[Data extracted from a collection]
_____
//! Shared test utilities for the integration suites.
//!
//! Import via `#[path = "../common/mod.rs"] mod common;` from a suite's main.rs.

#![allow(dead_code)]

pub use repcrec::{
    parse_script, AbortReason, Access, CommitBlocker, Coordinator, EngineConfig, EngineEvent,
    SiteId, TransactionStatus, TxnId, Value, VarId,
};

pub const T1: TxnId = TxnId(1);
pub const T2: TxnId = TxnId(2);
pub const T3: TxnId = TxnId(3);
pub const T4: TxnId = TxnId(4);

// ============================================================================
// Running scripts
// ============================================================================

/// Replay `script` on a default 10-site, 20-variable engine.
pub fn replay(script: &str) -> (Coordinator, Vec<EngineEvent>) {
    replay_with(EngineConfig::default(), script)
}

/// Replay `script` on an engine built from `config`.
pub fn replay_with(config: EngineConfig, script: &str) -> (Coordinator, Vec<EngineEvent>) {
    let ops = parse_script(script).expect("test script must parse");
    let mut coordinator = Coordinator::new(config);
    let events = coordinator.execute(ops);
    (coordinator, events)
}

// ============================================================================
// Event queries
// ============================================================================

/// Values `txn` read, in order.
pub fn reads_of(events: &[EngineEvent], txn: TxnId) -> Vec<(VarId, Value)> {
    events
        .iter()
        .filter_map(|e| match e {
            EngineEvent::ReadValue { txn: t, var, value } if *t == txn => Some((*var, *value)),
            _ => None,
        })
        .collect()
}

/// Transactions that aborted, in order (repeated END of a victim included).
pub fn aborts(events: &[EngineEvent]) -> Vec<TxnId> {
    events
        .iter()
        .filter_map(|e| match e {
            EngineEvent::Aborted { txn, .. } => Some(*txn),
            _ => None,
        })
        .collect()
}

/// Transactions that committed, in order.
pub fn commits(events: &[EngineEvent]) -> Vec<TxnId> {
    events
        .iter()
        .filter_map(|e| match e {
            EngineEvent::Committed { txn } => Some(*txn),
            _ => None,
        })
        .collect()
}

// ============================================================================
// State assertions
// ============================================================================

/// Committed value of `var` at every UP site holding it, ascending site id.
pub fn committed_copies(c: &Coordinator, var: VarId) -> Vec<(SiteId, Value)> {
    c.sites()
        .iter()
        .filter(|s| s.is_up())
        .filter_map(|s| s.committed(var).map(|v| (s.id(), v)))
        .collect()
}

/// Panic unless every UP copy of `var` holds the same committed value.
pub fn assert_converged(c: &Coordinator, var: VarId) {
    let copies = committed_copies(c, var);
    if let Some((_, first)) = copies.first() {
        assert!(
            copies.iter().all(|(_, v)| v == first),
            "{} diverged: {:?}",
            var,
            copies
        );
    }
}

/// Panic if `txn` still holds a lock, sits in the wait-for graph or has a
/// parked instruction.
pub fn assert_no_trace(c: &Coordinator, txn: TxnId) {
    for site in c.sites() {
        assert!(
            !site.locks().holds_any(txn),
            "{} still holds a lock at site {}",
            txn,
            site.id()
        );
    }
    assert!(!c.wait_for().contains(txn), "{} still in wait-for graph", txn);
    assert!(c.blocked_operations().iter().all(|op| op.txn() != Some(txn)));
    assert!(c.site_failed_operations().iter().all(|op| op.txn() != Some(txn)));
}

/// Panic unless every tentative value sits under the exclusive lock of a
/// transaction that is still registered.
pub fn assert_tentative_values_owned(c: &Coordinator) {
    for site in c.sites() {
        for var in (1..=c.config().num_variables).map(VarId) {
            if site.has_tentative(var) {
                let owned = c
                    .transactions()
                    .iter()
                    .any(|t| site.locks().holds_exclusive(t.id, var));
                assert!(owned, "orphan tentative {} at site {}", var, site.id());
            }
        }
    }
}
//! Error types for RepCRec
//!
//! Only conditions the engine cannot heal by itself are errors: a malformed
//! script, an unreadable file, or a bad configuration. Lock conflicts,
//! unavailable sites, deadlocks and rejected commits are reported as
//! [`EngineEvent`](crate::event::EngineEvent)s instead.
//! We use `thiserror` for automatic `Display` and `Error` trait implementations.

use std::io;
use thiserror::Error;

/// Result type alias for RepCRec operations
pub type Result<T> = std::result::Result<T, Error>;

/// Hard failures
#[derive(Debug, Error)]
pub enum Error {
    /// I/O error while reading a script or config file
    #[error("I/O error: {0}")]
    IoError(#[from] io::Error),

    /// Unrecognised instruction or malformed arguments
    #[error("Parse error on line {line}: {message}")]
    Parse {
        /// 1-based line number in the script
        line: usize,
        /// What was wrong
        message: String,
    },

    /// Invalid engine configuration
    #[error("Invalid configuration: {0}")]
    Config(String),
}

impl Error {
    /// Build a parse error for `line`
    pub fn parse(line: usize, message: impl Into<String>) -> Self {
        Error::Parse {
            line,
            message: message.into(),
        }
    }
}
_____
▶ _What to do_: From the first line to the last, retype the records exactly.

▶ _Reply to the task_:
//! Shared test utilities for the integration suites.
//!
//! Import via `#[path = "../common/mod.rs"] mod common;` from a suite's main.rs.

#![allow(dead_code)]

pub use repcrec::{
    parse_script, AbortReason, Access, CommitBlocker, Coordinator, EngineConfig, EngineEvent,
    SiteId, TransactionStatus, TxnId, Value, VarId,
};

pub const T1: TxnId = TxnId(1);
pub const T2: TxnId = TxnId(2);
pub const T3: TxnId = TxnId(3);
pub const T4: TxnId = TxnId(4);

// ============================================================================
// Running scripts
// ============================================================================

/// Replay `script` on a default 10-site, 20-variable engine.
pub fn replay(script: &str) -> (Coordinator, Vec<EngineEvent>) {
    replay_with(EngineConfig::default(), script)
}

/// Replay `script` on an engine built from `config`.
pub fn replay_with(config: EngineConfig, script: &str) -> (Coordinator, Vec<EngineEvent>) {
    let ops = parse_script(script).expect("test script must parse");
    let mut coordinator = Coordinator::new(config);
    let events = coordinator.execute(ops);
    (coordinator, events)
}

// ============================================================================
// Event queries
// ============================================================================

/// Values `txn` read, in order.
pub fn reads_of(events: &[EngineEvent], txn: TxnId) -> Vec<(VarId, Value)> {
    events
        .iter()
        .filter_map(|e| match e {
            EngineEvent::ReadValue { txn: t, var, value } if *t == txn => Some((*var, *value)),
            _ => None,
        })
        .collect()
}

/// Transactions that aborted, in order (repeated END of a victim included).
pub fn aborts(events: &[EngineEvent]) -> Vec<TxnId> {
    events
        .iter()
        .filter_map(|e| match e {
            EngineEvent::Aborted { txn, .. } => Some(*txn),
            _ => None,
        })
        .collect()
}

/// Transactions that committed, in order.
pub fn commits(events: &[EngineEvent]) -> Vec<TxnId> {
    events
        .iter()
        .filter_map(|e| match e {
            EngineEvent::Committed { txn } => Some(*txn),
            _ => None,
        })
        .collect()
}

// ============================================================================
// State assertions
// ============================================================================

/// Committed value of `var` at every UP site holding it, ascending site id.
pub fn committed_copies(c: &Coordinator, var: VarId) -> Vec<(SiteId, Value)> {
    c.sites()
        .iter()
        .filter(|s| s.is_up())
        .filter_map(|s| s.committed(var).map(|v| (s.id(), v)))
        .collect()
}

/// Panic unless every UP copy of `var` holds the same committed value.
pub fn assert_converged(c: &Coordinator, var: VarId) {
    let copies = committed_copies(c, var);
    if let Some((_, first)) = copies.first() {
        assert!(
            copies.iter().all(|(_, v)| v == first),
            "{} diverged: {:?}",
            var,
            copies
        );
    }
}

/// Panic if `txn` still holds a lock, sits in the wait-for graph or has a
/// parked instruction.
pub fn assert_no_trace(c: &Coordinator, txn: TxnId) {
    for site in c.sites() {
        assert!(
            !site.locks().holds_any(txn),
            "{} still holds a lock at site {}",
            txn,
            site.id()
        );
    }
    assert!(!c.wait_for().contains(txn), "{} still in wait-for graph", txn);
    assert!(c.blocked_operations().iter().all(|op| op.txn() != Some(txn)));
    assert!(c.site_failed_operations().iter().all(|op| op.txn() != Some(txn)));
}

/// Panic unless every tentative value sits under the exclusive lock of a
/// transaction that is still registered.
pub fn assert_tentative_values_owned(c: &Coordinator) {
    for site in c.sites() {
        for var in (1..=c.config().num_variables).map(VarId) {
            if site.has_tentative(var) {
                let owned = c
                    .transactions()
                    .iter()
                    .any(|t| site.locks().holds_exclusive(t.id, var));
                assert!(owned, "orphan tentative {} at site {}", var, site.id());
            }
        }
    }
}
//! Error types for RepCRec
//!
//! Only conditions the engine cannot heal by itself are errors: a malformed
//! script, an unreadable file, or a bad configuration. Lock conflicts,
//! unavailable sites, deadlocks and rejected commits are reported as
//! [`EngineEvent`](crate::event::EngineEvent)s instead.
//! We use `thiserror` for automatic `Display` and `Error` trait implementations.

use std::io;
use thiserror::Error;

/// Result type alias for RepCRec operations
pub type Result<T> = std::result::Result<T, Error>;

/// Hard failures
#[derive(Debug, Error)]
pub enum Error {
    /// I/O error while reading a script or config file
    #[error("I/O error: {0}")]
    IoError(#[from] io::Error),

    /// Unrecognised instruction or malformed arguments
    #[error("Parse error on line {line}: {message}")]
    Parse {
        /// 1-based line number in the script
        line: usize,
        /// What was wrong
        message: String,
    },

    /// Invalid engine configuration
    #[error("Invalid configuration: {0}")]
    Config(String),
}

impl Error {
    /// Build a parse error for `line`
    pub fn parse(line: usize, message: impl Into<String>) -> Self {
        Error::Parse {
            line,
            message: message.into(),
        }
    }
}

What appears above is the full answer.